[WHAT TO PRODUCE] Pull every line containing "Option" from the listing.

::: DATA EXCERPTS

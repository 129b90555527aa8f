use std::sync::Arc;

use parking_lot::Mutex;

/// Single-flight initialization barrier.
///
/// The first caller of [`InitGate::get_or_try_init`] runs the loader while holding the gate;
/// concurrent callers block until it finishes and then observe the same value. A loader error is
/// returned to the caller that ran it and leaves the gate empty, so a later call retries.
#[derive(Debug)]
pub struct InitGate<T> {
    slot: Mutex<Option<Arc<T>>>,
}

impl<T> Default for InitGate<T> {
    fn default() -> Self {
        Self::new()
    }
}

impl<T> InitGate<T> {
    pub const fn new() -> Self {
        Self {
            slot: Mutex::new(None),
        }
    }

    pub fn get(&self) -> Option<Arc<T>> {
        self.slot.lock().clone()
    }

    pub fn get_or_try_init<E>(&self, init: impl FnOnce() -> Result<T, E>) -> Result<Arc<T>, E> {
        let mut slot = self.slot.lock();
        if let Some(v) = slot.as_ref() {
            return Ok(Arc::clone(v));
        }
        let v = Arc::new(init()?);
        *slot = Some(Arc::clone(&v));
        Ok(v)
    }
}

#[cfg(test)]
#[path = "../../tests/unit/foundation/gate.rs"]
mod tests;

::::::

[EXERCISE ANSWER]
    slot: Mutex<Option<Arc<T>>>,
    pub fn get(&self) -> Option<Arc<T>> {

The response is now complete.